Immersive virtual environments (IVEs) simulate real-world scenarios for purposes ranging from entertainment to safety-critical training (e.g., surgery, driving or flying). This project investigates how computationally demanding IVEs can be optimized to ensure realistic user performance, by focusing on how users seek out and process information for real-time operations. For this purpose, mobile gaze-tracking and EEG methods will be extended for use in IVEs. The context for research is aircraft simulation because it encompasses the rendering demands of a realistic world scene, intuitive visualization of in-vehicle instrumentation, and accurate synchronization of non-visual modalities (i.e., real motion).
How can users in IVEs be unobtrusively monitored without interrupting their activity?
How should visual information seeking and processing behavior be interpreted for the evaluation of visual computing?
How should visualizations be effectively combined with non-visual cues in a moving base simulator?

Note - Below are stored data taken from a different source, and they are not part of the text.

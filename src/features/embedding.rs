use crate::features::{FeatureVector, RawFeatureVector};
use std::collections::BTreeMap;

/// Maps raw features to the dense vector the forest consumes.
pub trait Embedder: Send + Sync {
    fn embed(&self, raw: &RawFeatureVector) -> FeatureVector;
}

/// Assumes the numeric part of the raw input is already embedded and copies it.
#[derive(Debug, Default, Clone, Copy)]
pub struct IdentityEmbedder;

impl Embedder for IdentityEmbedder {
    fn embed(&self, raw: &RawFeatureVector) -> FeatureVector {
        raw.numeric.clone()
    }
}

const FNV_OFFSET_BASIS: u64 = 0xcbf2_9ce4_8422_2325;
const FNV_PRIME: u64 = 0x0000_0100_0000_01b3;

fn fnv1a_64(bytes: &[u8]) -> u64 {
    bytes.iter().fold(FNV_OFFSET_BASIS, |hash, &b| {
        (hash ^ u64::from(b)).wrapping_mul(FNV_PRIME)
    })
}

/// Encodes a categorical value as a deterministic number in `[0, 1)`.
pub fn hash_category(value: &str) -> f64 {
    // 53 high bits keep the quotient strictly below 1.0
    (fnv1a_64(value.as_bytes()) >> 11) as f64 / (1u64 << 53) as f64
}

/// Builds a dense vector from named numeric and categorical features.
///
/// Numeric values come first, in ascending key order, followed by the
/// categorical values in ascending key order, each hashed into `[0, 1)`.
/// The output is stable across calls and processes, so the same maps always
/// land on the same coordinates.
pub fn embed_features(
    numeric: &BTreeMap<String, f64>,
    categorical: &BTreeMap<String, String>,
) -> FeatureVector {
    let mut values = Vec::with_capacity(numeric.len() + categorical.len());
    values.extend(numeric.values().copied());
    values.extend(categorical.values().map(|v| hash_category(v)));
    values
}

#[cfg(test)]
mod tests {
    use super::*;

    fn maps() -> (BTreeMap<String, f64>, BTreeMap<String, String>) {
        let numeric = BTreeMap::from([
            ("mem_util".to_string(), 0.60),
            ("cpu_util".to_string(), 0.75),
        ]);
        let categorical = BTreeMap::from([
            ("reaction_type".to_string(), "HPA".to_string()),
            ("env".to_string(), "prod".to_string()),
        ]);
        (numeric, categorical)
    }

    #[test]
    fn numeric_then_categorical_in_key_order() {
        let (numeric, categorical) = maps();
        let fv = embed_features(&numeric, &categorical);

        assert_eq!(fv.len(), 4);
        assert_eq!(fv[0], 0.75);
        assert_eq!(fv[1], 0.60);
        assert_eq!(fv[2], hash_category("prod"));
        assert_eq!(fv[3], hash_category("HPA"));
    }

    #[test]
    fn embedding_is_deterministic() {
        let (numeric, categorical) = maps();
        assert_eq!(
            embed_features(&numeric, &categorical),
            embed_features(&numeric, &categorical)
        );
    }

    #[test]
    fn empty_maps_embed_to_empty_vector() {
        assert!(embed_features(&BTreeMap::new(), &BTreeMap::new()).is_empty());
    }

    #[test]
    fn unseen_categories_hash_into_unit_interval() {
        for value in ["", "some-new-category", "prod", "\u{1F980}"] {
            let h = hash_category(value);
            assert!((0.0..1.0).contains(&h), "{value:?} -> {h}");
        }
        assert_ne!(hash_category("prod"), hash_category("dev"));
    }

    #[test]
    fn identity_embedder_copies_numeric_part() {
        let raw = RawFeatureVector::from_numeric(vec![0.1, 0.5, 1.0]);
        assert_eq!(IdentityEmbedder.embed(&raw), vec![0.1, 0.5, 1.0]);
    }
}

How are visualizations in IVE simulators relied on to support complex closed-loop control behavior?
Fig. 1: Immersive virtual environments provide visualisations in the form of a realistic world environment as well as abstract instruments. Both are important in supporting user interaction, especially in vehicle handling simulators (e.g., flight simulator). Gaze-tracking and electrophysiological recordings (e.g., EEG/ERP, heart-based measures) are respectively employed to evaluate how visual information is sought out and processed.